The integration by parts proceeds as follows, varying the two exponents independently to obtain a recursion. An indefinite integral is computed initially, omitting the constant of integration $+ C$ both because this was done historically, and because it drops out when computing the definite integral.
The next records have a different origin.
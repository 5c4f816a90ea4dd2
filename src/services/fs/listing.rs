use crate::models::entry::Entry;
use serde::Serialize;
use std::cmp::Ordering;
use std::path::Path;

#[derive(Debug, Clone, Copy, PartialEq, Eq, Default)]
pub enum SortKey {
    #[default]
    Name,
    Size,
    Modified,
    Type,
}

/// Flat, serializable view of an entry without its content.
#[derive(Debug, Serialize, Clone, PartialEq, Eq)]
pub struct EntrySummary {
    pub id: String,
    pub name: String,
    pub kind: String,
    pub parent_id: Option<String>,
    pub size: u64,
    pub mime_type: Option<String>,
    pub created: i64,
    pub modified: i64,
}

impl From<&Entry> for EntrySummary {
    fn from(entry: &Entry) -> Self {
        Self {
            id: entry.id.to_string(),
            name: entry.name.clone(),
            kind: entry.kind.as_str().to_string(),
            parent_id: entry.parent_id.as_ref().map(|id| id.to_string()),
            size: entry.size(),
            mime_type: entry.file_data().map(|data| data.mime_type.clone()),
            created: entry.created_at.as_millis(),
            modified: entry.modified_at.as_millis(),
        }
    }
}

pub fn sort_entries(entries: &mut [Entry], key: SortKey, asc: bool) {
    entries.sort_by(|a, b| {
        // Folders before files
        match b.is_folder().cmp(&a.is_folder()) {
            Ordering::Equal => {
                let order = match key {
                    SortKey::Name => a.name.to_lowercase().cmp(&b.name.to_lowercase()),
                    SortKey::Size => a.size().cmp(&b.size()),
                    SortKey::Modified => a.modified_at.cmp(&b.modified_at),
                    SortKey::Type => get_extension(a).cmp(&get_extension(b)),
                };
                if asc {
                    order
                } else {
                    order.reverse()
                }
            }
            kind_order => kind_order,
        }
    });
}

pub fn get_extension(entry: &Entry) -> String {
    if entry.is_folder() {
        return "0_dir".to_string();
    }
    Path::new(&entry.name)
        .extension()
        .and_then(|e| e.to_str())
        .map(|s| s.to_lowercase())
        .unwrap_or_else(|| "zzz_noext".to_string())
}

#[cfg(test)]
mod tests {
    use super::*;
    use crate::models::entry::FileData;

    fn file(name: &str, size: usize) -> Entry {
        Entry::file(
            name.into(),
            name,
            None,
            FileData::new(vec![0; size], "application/octet-stream"),
        )
    }

    #[test]
    fn folders_sort_first_regardless_of_direction() {
        let mut entries = vec![
            file("b.pdf", 1),
            Entry::folder("z".into(), "Zeta", None),
            file("a.txt", 3),
        ];

        sort_entries(&mut entries, SortKey::Name, false);
        let names: Vec<_> = entries.iter().map(|e| e.name.as_str()).collect();
        assert_eq!(names, ["Zeta", "b.pdf", "a.txt"]);
    }

    #[test]
    fn sort_by_type_groups_extensions() {
        let mut entries = vec![file("notes", 1), file("b.txt", 1), file("a.pdf", 1)];
        sort_entries(&mut entries, SortKey::Type, true);
        let names: Vec<_> = entries.iter().map(|e| e.name.as_str()).collect();
        assert_eq!(names, ["a.pdf", "b.txt", "notes"]);
    }

    #[test]
    fn sort_by_size() {
        let mut entries = vec![file("big", 10), file("small", 1)];
        sort_entries(&mut entries, SortKey::Size, true);
        assert_eq!(entries[0].name, "small");
    }
}
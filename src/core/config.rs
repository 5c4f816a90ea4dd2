use crate::core::errors::{Error, Result};
use serde::{Deserialize, Serialize};
use std::fs;
use std::path::{Path, PathBuf};

pub const DATA_DIR_ENV: &str = "DATAROOM_DATA_DIR";

/// Describes where and how the entry store persists its data.
#[derive(Debug, Clone, PartialEq, Eq, Serialize, Deserialize)]
#[serde(default)]
pub struct StoreConfig {
    pub data_dir: PathBuf,
    /// Keep everything in memory; nothing survives the process.
    pub ephemeral: bool,
    /// Flush the database to disk before a mutation returns.
    pub flush_on_write: bool,
}

impl Default for StoreConfig {
    fn default() -> Self {
        Self {
            data_dir: default_data_dir(),
            ephemeral: false,
            flush_on_write: true,
        }
    }
}

impl StoreConfig {
    pub fn new(data_dir: impl Into<PathBuf>) -> Self {
        Self {
            data_dir: data_dir.into(),
            ..Self::default()
        }
    }

    pub fn ephemeral() -> Self {
        Self {
            ephemeral: true,
            ..Self::default()
        }
    }

    /// Reads an optional JSON config file, then applies the
    /// `DATAROOM_DATA_DIR` override.
    pub fn load(path: Option<&Path>) -> Result<Self> {
        let mut config = match path {
            Some(path) => {
                let raw = fs::read_to_string(path).map_err(|e| {
                    Error::StorageUnavailable(format!(
                        "cannot read config '{}': {e}",
                        path.display()
                    ))
                })?;
                serde_json::from_str(&raw).map_err(|e| {
                    Error::StorageUnavailable(format!(
                        "invalid config '{}': {e}",
                        path.display()
                    ))
                })?
            }
            None => Self::default(),
        };

        if let Some(dir) = std::env::var_os(DATA_DIR_ENV) {
            config.data_dir = PathBuf::from(dir);
        }
        Ok(config)
    }
}

fn default_data_dir() -> PathBuf {
    dirs::home_dir()
        .unwrap_or_else(|| PathBuf::from("."))
        .join(".dataroom")
        .join("db")
}

#[cfg(test)]
mod tests {
    use super::*;
    use tempfile::TempDir;

    #[test]
    fn partial_config_file_keeps_defaults() {
        let dir = TempDir::new().unwrap();
        let path = dir.path().join("dataroom.json");
        fs::write(&path, r#"{ "flush_on_write": false }"#).unwrap();

        let config = StoreConfig::load(Some(path.as_path())).unwrap();
        assert!(!config.flush_on_write);
        assert!(!config.ephemeral);
    }

    #[test]
    fn unreadable_config_is_reported() {
        let dir = TempDir::new().unwrap();
        let result = StoreConfig::load(Some(dir.path().join("missing.json").as_path()));
        assert!(matches!(result, Err(Error::StorageUnavailable(_))));
    }
}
One may integrate $\scriptstyle \int x^m (\ln x)^n\; dx$ by taking u = (ln x)n and dv = xm dx, which yields:

\begin{align} \int x^m (\ln x)^n\; dx & = \frac{x^{m+1}(\ln x)^n}{m+1} - \frac{n}{m+1}\int x^{m+1} \frac{(\ln x)^{n-1}}{x} dx \qquad\mbox{(for }m\neq -1\mbox{)}\\ & = \frac{x^{m+1}}{m+1}(\ln x)^n - \frac{n}{m+1}\int x^m (\ln x)^{n-1} dx \qquad\mbox{(for }m\neq -1\mbox{)} \end{align}

(also in the list of integrals of logarithmic functions). This reduces the power on the logarithm in the integrand by 1 (from $n$ to $n-1$) and thus one can compute the integral inductively, as

$\int x^m (\ln x)^n\; dx = \frac{x^{m+1}}{m+1} \cdot \sum_{i=0}^n (-1)^i \frac{(n)_i}{(m+1)^i} (\ln x)^{n-i}$

where (n) i denotes the falling factorial; there is a finite sum because the induction stops at 0, since n is an integer.

In this case m = n, and they are integers, so

$\int x^n (\ln x)^n\; dx = \frac{x^{n+1}}{n+1} \cdot \sum_{i=0}^n (-1)^i \frac{(n)_i}{(n+1)^i} (\ln x)^{n-i}.$

Integrating from 0 to 1, all the terms vanish except the last term at 1,[note 2] which yields:

$\int_0^1 \frac{x^n (\ln x)^n}{n!}\; dx = \frac{1}{n!}\frac{1^{n+1}}{n+1} (-1)^n \frac{(n)_n}{(n+1)^n} = (-1)^n (n+1)^{-(n+1)}.$

From a modern point of view, this is (up to a scale factor) equivalent to computing Euler's integral identity for the Gamma function, $\Gamma(n+1) = n!\,$ on a different domain (corresponding to changing variables by substitution), as Euler's identity itself can also be computed via an analogous integration by parts.

## Notes

1. ^ Incorrect unless one is working over a field or unital commutative ring of prime characteristic n or a factor of n. The correct result is given by the binomial theorem.
2. ^ All the terms vanish at 0 because $\scriptstyle\lim_{x \to 0^+} x^m (\ln x)^n \, = \, 0$ by l'Hôpital's rule (Bernoulli omitted this technicality), and all but the last term vanish at 1 since ln(1) = 0.